Leg torn from a giant,
wandering, dying elsewhere,
flung athwart the room.
Celtic fairy runes
on oak translated by Japanese
to sacred cypress.
Recumbent dragon
with breath spewed on floor before
long hollow body.
This body tempts kids:
repeat a bloodless birthing.
First art in new wing,
immortal fabrication:
room built around it.
Sanitized from muck and mud,
anesthetized upon the floor,
lobotomized of history,
Circled by docents discussing
the transit of existence,
landscape, desert, sandstone ridge,
reclining Buddha with two cypress pillows.

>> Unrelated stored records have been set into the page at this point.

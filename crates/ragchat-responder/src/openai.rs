//! OpenAI-compatible chat-completions backend.
//!
//! The knowledge-base context travels inside the message list, never as a
//! separate payload field. When the endpoint is a proxy that injects its own
//! context, the grounding message is dropped instead.

use std::time::Duration;

use ragchat_core::locale::Locale;
use ragchat_core::text::context_block;
use ragchat_core::traits::ChatResponder;
use ragchat_core::types::{ChatMessage, ContextPassage, Role};
use ragchat_core::{Error, Result};
use reqwest::Url;
use serde_json::{json, Map, Value};
use tracing::debug;

use crate::content::content_text;
use crate::local::DEFAULT_SNIPPET_CHARS;
use crate::transport::Transport;

pub const OPENAI_HOST: &str = "api.openai.com";
pub const CHAT_COMPLETIONS_PATH: &str = "/v1/chat/completions";
pub const DEFAULT_MAX_COMPLETION_TOKENS: u32 = 4096;

/// Sampling parameters copied into the request when set.
#[derive(Debug, Clone, PartialEq)]
pub struct OpenAiOptions {
    pub temperature: Option<f64>,
    pub top_p: Option<f64>,
    pub presence_penalty: Option<f64>,
    pub frequency_penalty: Option<f64>,
    pub max_completion_tokens: u32,
}

impl Default for OpenAiOptions {
    fn default() -> Self {
        Self {
            temperature: None,
            top_p: None,
            presence_penalty: None,
            frequency_penalty: None,
            max_completion_tokens: DEFAULT_MAX_COMPLETION_TOKENS,
        }
    }
}

#[derive(Debug, Clone)]
pub struct OpenAiChatResponder {
    transport: Transport,
    model: String,
    options: OpenAiOptions,
    forward_context: bool,
    locale: Locale,
}

impl OpenAiChatResponder {
    /// `forward_context` is false for proxies that inject the context
    /// themselves.
    pub fn new(
        endpoint: &Url,
        token: Option<String>,
        model: Option<String>,
        options: OpenAiOptions,
        forward_context: bool,
        timeout: Duration,
    ) -> Result<Self> {
        let model = model
            .map(|m| m.trim().to_string())
            .filter(|m| !m.is_empty())
            .ok_or_else(|| Error::provider("OpenAI responder requires a model."))?;
        let endpoint = normalise_endpoint(endpoint.clone());
        Ok(Self {
            transport: Transport::new(endpoint.to_string(), token, timeout)?,
            model,
            options,
            forward_context,
            locale: Locale::default(),
        })
    }

    pub fn with_locale(mut self, locale: Locale) -> Self {
        self.locale = locale;
        self
    }

    pub fn endpoint(&self) -> &str { self.transport.endpoint() }

    pub fn model(&self) -> &str { &self.model }

    pub fn forwards_context(&self) -> bool { self.forward_context }

    pub fn payload(&self, messages: &[ChatMessage], context: &[ContextPassage]) -> Value {
        let messages = if self.forward_context {
            self.with_grounding(messages, context)
        } else {
            messages.iter().filter(|m| !m.grounding).cloned().collect()
        };

        let mut body = Map::new();
        body.insert("model".into(), json!(self.model));
        let optional = [
            ("temperature", self.options.temperature),
            ("top_p", self.options.top_p),
            ("presence_penalty", self.options.presence_penalty),
            ("frequency_penalty", self.options.frequency_penalty),
        ];
        for (key, value) in optional {
            if let Some(v) = value {
                body.insert(key.into(), json!(v));
            }
        }
        body.insert("max_completion_tokens".into(), json!(self.options.max_completion_tokens));
        body.insert("messages".into(), json!(messages));
        Value::Object(body)
    }

    /// Adds a grounding message before the last user turn if the caller did
    /// not supply one.
    fn with_grounding(&self, messages: &[ChatMessage], context: &[ContextPassage]) -> Vec<ChatMessage> {
        let mut out = messages.to_vec();
        if context.is_empty() || out.iter().any(|m| m.grounding) {
            return out;
        }
        let block = ChatMessage::grounding(context_block(self.locale, context, DEFAULT_SNIPPET_CHARS));
        match out.iter().rposition(|m| m.role == Role::User) {
            Some(at) => out.insert(at, block),
            None => out.push(block),
        }
        out
    }
}

impl ChatResponder for OpenAiChatResponder {
    fn respond(&self, messages: &[ChatMessage], context: &[ContextPassage]) -> Result<String> {
        let payload = self.payload(messages, context);
        debug!(model = %self.model, proxy = !self.forward_context, "sending chat completion");
        let body = self.transport.post_json(&payload)?;
        body.get("choices")
            .and_then(Value::as_array)
            .and_then(|choices| choices.first())
            .and_then(|choice| choice.pointer("/message/content"))
            .and_then(content_text)
            .ok_or_else(|| Error::provider("Chat completion did not contain an answer."))
    }
}

/// Bare hosts and `/v1`-style base URLs point at the chat-completions route.
pub fn normalise_endpoint(mut url: Url) -> Url {
    let path = url.path().trim_end_matches('/').to_string();
    if matches!(path.as_str(), "" | "/v1" | "/v1/models") {
        url.set_path(CHAT_COMPLETIONS_PATH);
    }
    url
}

/// True when the endpoint injects its own knowledge-base context.
///
/// An `openai` driver pointing anywhere but the public API counts as a
/// proxy, as does any host with a `proxy` label.
pub fn is_context_proxy(driver: Option<&str>, url: &Url) -> bool {
    let host = url.host_str().unwrap_or_default().to_lowercase();
    if host == OPENAI_HOST {
        return false;
    }
    driver == Some("openai") || host.split(['.', '-']).any(|label| label == "proxy")
}
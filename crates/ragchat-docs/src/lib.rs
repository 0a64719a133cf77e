//! Tenant-scoped document storage and domain canonicalization.

pub mod domain;
pub mod registry;
pub mod storage;

pub use domain::{normalize_host, DomainResolver};
pub use storage::{DomainDocumentStorage, Upload};
use crate::error::Result;
use crate::types::{ChatMessage, ContextPassage};

/// Turns a conversation plus retrieved passages into an answer.
///
/// Implementations must not rewrite the messages they are given beyond what
/// their wire contract requires; the caller returns the answer verbatim.
pub trait ChatResponder: Send + Sync {
    fn respond(&self, messages: &[ChatMessage], context: &[ContextPassage]) -> Result<String>;
}

impl<T: ChatResponder + ?Sized> ChatResponder for std::sync::Arc<T> {
    fn respond(&self, messages: &[ChatMessage], context: &[ContextPassage]) -> Result<String> {
        (**self).respond(messages, context)
    }
}
//! Minimal HTTP/1.1 endpoint for exercising the blocking clients.

use std::io::{Read, Write};
use std::net::{TcpListener, TcpStream};
use std::thread::{self, JoinHandle};
use std::time::Duration;

pub enum Reply {
    Json(u16, String),
    /// Read the request, then keep the socket open without answering.
    Hang(Duration),
}

#[derive(Debug)]
pub struct Captured {
    pub head: String,
    pub body: String,
}

impl Captured {
    pub fn header(&self, name: &str) -> Option<String> {
        let prefix = format!("{}:", name.to_lowercase());
        self.head
            .lines()
            .find(|l| l.to_lowercase().starts_with(&prefix))
            .map(|l| l[prefix.len()..].trim().to_string())
    }

    pub fn json(&self) -> serde_json::Value {
        serde_json::from_str(&self.body).expect("request body is JSON")
    }
}

pub struct Stub {
    pub url: String,
    handle: JoinHandle<Vec<Captured>>,
}

impl Stub {
    pub fn requests(self) -> Vec<Captured> {
        self.handle.join().expect("stub thread")
    }
}

/// Serves one connection per reply, in order, on `path`.
pub fn serve(path: &str, replies: Vec<Reply>) -> Stub {
    // Keep any proxy configured in the environment away from the stub.
    std::env::set_var("NO_PROXY", "127.0.0.1,localhost");
    let listener = TcpListener::bind("127.0.0.1:0").expect("bind");
    let url = format!("http://{}{}", listener.local_addr().unwrap(), path);
    let handle = thread::spawn(move || {
        let mut captured = Vec::new();
        for reply in replies {
            let (mut stream, _) = listener.accept().expect("accept");
            stream.set_read_timeout(Some(Duration::from_secs(5))).unwrap();
            captured.push(read_request(&mut stream));
            match reply {
                Reply::Json(status, body) => {
                    let response = format!(
                        "HTTP/1.1 {status} Stub\r\nContent-Type: application/json\r\nContent-Length: {}\r\nConnection: close\r\n\r\n{body}",
                        body.len()
                    );
                    stream.write_all(response.as_bytes()).unwrap();
                }
                Reply::Hang(d) => {
                    thread::spawn(move || {
                        thread::sleep(d);
                        drop(stream);
                    });
                }
            }
        }
        captured
    });
    Stub { url, handle }
}

fn read_request(stream: &mut TcpStream) -> Captured {
    let mut buf = Vec::new();
    let mut chunk = [0u8; 4096];
    let head_end = loop {
        let n = stream.read(&mut chunk).expect("read");
        assert!(n > 0, "client closed before sending headers");
        buf.extend_from_slice(&chunk[..n]);
        if let Some(pos) = buf.windows(4).position(|w| w == b"\r\n\r\n") {
            break pos + 4;
        }
    };
    let head = String::from_utf8_lossy(&buf[..head_end]).to_string();
    let length = head
        .lines()
        .find_map(|l| {
            let lower = l.to_lowercase();
            lower.strip_prefix("content-length:").map(|v| v.trim().parse::<usize>().unwrap())
        })
        .unwrap_or(0);
    while buf.len() < head_end + length {
        let n = stream.read(&mut chunk).expect("read body");
        assert!(n > 0, "client closed mid-body");
        buf.extend_from_slice(&chunk[..n]);
    }
    let body = String::from_utf8_lossy(&buf[head_end..head_end + length]).to_string();
    Captured { head, body }
}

Trinities of transformation –
sought, found, stolen;
oak, polyurethane, cypress;
mighty, plastic, sacred;
copied, cut, sent;
California, Japan, Chicago;
dead rotten, molded, carved anew;
idea, materials, art;
enduring, large, fragile.
Hinoki, a revered wood, is used for palaces, temples,
shrines, baths and table tennis blades.
No lemon scent arises in this climate-controlled gallery
as would in a steamy bath.
This hybrid tree will be eternal, preserved as the Elgin marbles
from ravages natural and perverse.
Warranteed, a thousand years at least.
Hinoki, 2007, cypress, by Charles Ray.
Martin McGowan has researched hundreds of the artworks he’s encountered as a docent at the Art Institute of Chicago. His experience with the sculpture Hinoki inspired this piece. He has published in dozens of print venues, most recently in Creosote and Steam Ticket.